Stored data entries
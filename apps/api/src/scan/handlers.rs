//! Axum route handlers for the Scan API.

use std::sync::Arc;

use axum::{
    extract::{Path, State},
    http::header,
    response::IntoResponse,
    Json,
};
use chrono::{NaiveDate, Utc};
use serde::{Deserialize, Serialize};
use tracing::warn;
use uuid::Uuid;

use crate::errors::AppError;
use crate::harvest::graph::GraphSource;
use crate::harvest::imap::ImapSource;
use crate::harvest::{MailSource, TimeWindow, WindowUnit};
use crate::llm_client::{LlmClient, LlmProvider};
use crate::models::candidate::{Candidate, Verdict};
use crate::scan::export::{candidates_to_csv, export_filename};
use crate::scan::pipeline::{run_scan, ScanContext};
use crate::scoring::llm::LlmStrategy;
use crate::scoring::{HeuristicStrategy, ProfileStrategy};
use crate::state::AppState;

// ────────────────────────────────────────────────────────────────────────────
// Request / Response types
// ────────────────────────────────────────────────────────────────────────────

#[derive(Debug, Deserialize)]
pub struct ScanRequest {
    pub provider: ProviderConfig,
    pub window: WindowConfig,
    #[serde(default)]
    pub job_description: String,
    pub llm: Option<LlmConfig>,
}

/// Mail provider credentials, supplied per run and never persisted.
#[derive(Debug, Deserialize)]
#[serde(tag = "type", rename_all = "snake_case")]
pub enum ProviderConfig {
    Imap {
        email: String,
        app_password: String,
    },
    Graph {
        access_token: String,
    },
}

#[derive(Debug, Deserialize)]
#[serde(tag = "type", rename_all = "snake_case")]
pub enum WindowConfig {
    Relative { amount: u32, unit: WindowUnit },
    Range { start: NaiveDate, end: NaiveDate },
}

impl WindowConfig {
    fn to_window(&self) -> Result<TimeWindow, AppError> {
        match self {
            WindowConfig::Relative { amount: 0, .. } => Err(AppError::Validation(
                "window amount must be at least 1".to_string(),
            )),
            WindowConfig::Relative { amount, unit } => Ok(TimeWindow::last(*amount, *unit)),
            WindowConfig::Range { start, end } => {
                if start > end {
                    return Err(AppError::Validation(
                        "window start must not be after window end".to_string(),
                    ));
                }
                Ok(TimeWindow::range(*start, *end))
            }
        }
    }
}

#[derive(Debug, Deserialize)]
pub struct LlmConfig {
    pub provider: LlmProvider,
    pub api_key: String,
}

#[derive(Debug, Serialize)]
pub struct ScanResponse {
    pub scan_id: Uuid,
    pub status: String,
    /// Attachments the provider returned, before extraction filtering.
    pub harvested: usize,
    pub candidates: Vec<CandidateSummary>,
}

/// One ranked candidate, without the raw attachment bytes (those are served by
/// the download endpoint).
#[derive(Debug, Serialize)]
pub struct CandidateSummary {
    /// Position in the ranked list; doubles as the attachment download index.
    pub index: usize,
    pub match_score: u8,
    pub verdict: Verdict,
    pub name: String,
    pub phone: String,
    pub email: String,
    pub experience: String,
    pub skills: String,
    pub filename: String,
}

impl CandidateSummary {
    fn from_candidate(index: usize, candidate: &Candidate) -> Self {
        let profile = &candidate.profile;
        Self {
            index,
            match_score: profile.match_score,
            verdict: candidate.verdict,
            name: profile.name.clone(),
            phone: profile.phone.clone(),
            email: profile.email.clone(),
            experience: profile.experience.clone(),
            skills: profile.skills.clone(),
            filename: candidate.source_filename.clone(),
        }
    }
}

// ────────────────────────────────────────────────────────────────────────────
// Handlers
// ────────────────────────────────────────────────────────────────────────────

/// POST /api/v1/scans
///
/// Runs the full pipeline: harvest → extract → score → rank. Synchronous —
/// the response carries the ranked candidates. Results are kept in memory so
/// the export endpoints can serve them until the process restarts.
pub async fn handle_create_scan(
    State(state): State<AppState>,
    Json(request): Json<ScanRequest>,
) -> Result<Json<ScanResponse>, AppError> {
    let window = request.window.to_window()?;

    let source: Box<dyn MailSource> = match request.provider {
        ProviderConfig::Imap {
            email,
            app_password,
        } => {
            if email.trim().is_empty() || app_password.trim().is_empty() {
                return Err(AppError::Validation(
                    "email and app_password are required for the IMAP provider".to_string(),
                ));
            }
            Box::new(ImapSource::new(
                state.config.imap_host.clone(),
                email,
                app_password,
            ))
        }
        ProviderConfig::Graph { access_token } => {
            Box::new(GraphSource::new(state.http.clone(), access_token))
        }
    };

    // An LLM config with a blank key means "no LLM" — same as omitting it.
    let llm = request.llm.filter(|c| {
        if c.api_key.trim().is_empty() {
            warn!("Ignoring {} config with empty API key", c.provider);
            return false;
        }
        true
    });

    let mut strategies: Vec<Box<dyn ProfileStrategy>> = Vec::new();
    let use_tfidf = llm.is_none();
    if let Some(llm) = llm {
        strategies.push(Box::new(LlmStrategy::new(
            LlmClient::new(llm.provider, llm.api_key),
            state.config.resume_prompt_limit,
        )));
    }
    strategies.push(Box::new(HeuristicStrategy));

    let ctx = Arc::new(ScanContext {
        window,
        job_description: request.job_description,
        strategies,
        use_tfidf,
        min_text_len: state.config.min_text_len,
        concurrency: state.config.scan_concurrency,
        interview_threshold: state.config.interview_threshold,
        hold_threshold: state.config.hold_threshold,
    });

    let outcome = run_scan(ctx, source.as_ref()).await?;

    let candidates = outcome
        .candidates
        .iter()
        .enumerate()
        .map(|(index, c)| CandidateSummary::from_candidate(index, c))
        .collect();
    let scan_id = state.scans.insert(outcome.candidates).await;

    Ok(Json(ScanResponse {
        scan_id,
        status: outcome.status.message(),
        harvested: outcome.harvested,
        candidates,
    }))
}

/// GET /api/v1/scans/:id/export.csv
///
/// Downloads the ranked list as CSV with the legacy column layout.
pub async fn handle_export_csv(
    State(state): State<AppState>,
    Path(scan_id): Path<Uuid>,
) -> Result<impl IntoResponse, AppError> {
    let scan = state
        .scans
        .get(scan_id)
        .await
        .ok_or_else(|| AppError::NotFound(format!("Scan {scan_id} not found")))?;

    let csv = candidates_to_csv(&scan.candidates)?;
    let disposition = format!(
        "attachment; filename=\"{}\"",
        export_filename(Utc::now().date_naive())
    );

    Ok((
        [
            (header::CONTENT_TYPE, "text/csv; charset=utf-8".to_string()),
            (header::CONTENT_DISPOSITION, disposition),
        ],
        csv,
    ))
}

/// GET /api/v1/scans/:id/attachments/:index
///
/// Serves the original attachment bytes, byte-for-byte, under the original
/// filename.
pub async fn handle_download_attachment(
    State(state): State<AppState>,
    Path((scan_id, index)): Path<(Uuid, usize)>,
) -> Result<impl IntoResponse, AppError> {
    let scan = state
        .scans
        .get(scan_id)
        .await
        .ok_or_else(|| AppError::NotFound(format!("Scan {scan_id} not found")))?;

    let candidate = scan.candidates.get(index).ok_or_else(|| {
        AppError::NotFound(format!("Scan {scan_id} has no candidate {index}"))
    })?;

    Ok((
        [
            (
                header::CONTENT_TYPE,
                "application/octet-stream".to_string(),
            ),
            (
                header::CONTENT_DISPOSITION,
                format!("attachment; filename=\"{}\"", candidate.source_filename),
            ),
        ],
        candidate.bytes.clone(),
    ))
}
--
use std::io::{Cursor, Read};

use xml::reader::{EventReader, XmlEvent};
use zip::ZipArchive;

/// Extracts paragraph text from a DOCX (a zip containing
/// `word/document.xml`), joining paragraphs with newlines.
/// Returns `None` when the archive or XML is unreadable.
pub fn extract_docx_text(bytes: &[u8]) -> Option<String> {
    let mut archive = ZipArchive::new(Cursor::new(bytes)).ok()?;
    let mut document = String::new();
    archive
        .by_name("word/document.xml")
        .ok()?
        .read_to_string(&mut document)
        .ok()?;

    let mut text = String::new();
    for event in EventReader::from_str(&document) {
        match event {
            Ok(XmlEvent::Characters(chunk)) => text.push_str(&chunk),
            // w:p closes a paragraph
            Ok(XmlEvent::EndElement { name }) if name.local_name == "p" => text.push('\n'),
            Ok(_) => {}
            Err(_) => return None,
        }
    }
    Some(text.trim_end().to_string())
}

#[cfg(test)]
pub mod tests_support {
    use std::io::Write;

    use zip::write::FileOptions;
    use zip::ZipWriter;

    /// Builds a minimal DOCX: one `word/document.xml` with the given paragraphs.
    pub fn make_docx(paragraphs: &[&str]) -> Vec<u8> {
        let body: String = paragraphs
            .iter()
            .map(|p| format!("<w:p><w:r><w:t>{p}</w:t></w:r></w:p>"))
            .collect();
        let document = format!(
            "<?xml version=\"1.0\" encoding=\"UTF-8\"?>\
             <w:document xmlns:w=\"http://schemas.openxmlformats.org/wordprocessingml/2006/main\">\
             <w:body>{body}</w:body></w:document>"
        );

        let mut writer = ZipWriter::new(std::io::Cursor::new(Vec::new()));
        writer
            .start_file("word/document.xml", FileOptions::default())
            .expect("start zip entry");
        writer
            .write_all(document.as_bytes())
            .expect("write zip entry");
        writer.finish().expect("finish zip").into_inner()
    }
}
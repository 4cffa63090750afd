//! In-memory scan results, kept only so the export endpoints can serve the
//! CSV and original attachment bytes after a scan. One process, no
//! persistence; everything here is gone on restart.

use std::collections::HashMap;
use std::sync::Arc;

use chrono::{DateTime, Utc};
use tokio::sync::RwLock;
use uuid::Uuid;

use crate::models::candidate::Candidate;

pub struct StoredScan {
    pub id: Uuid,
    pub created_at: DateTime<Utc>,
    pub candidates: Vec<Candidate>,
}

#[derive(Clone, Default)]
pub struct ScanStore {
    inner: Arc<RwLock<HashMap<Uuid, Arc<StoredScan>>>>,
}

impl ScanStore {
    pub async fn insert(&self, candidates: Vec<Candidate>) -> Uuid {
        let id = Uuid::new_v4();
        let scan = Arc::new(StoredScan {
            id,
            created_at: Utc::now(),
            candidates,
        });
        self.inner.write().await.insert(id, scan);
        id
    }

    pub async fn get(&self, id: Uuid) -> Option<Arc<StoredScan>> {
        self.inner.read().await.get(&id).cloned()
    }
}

▶ [WHAT YOU NEED TO DO]
Pick each line holding "must" out of the entries above and return it.

▶ [RESPONSE]
                "window amount must be at least 1".to_string(),
                        "window start must not be after window end".to_string(),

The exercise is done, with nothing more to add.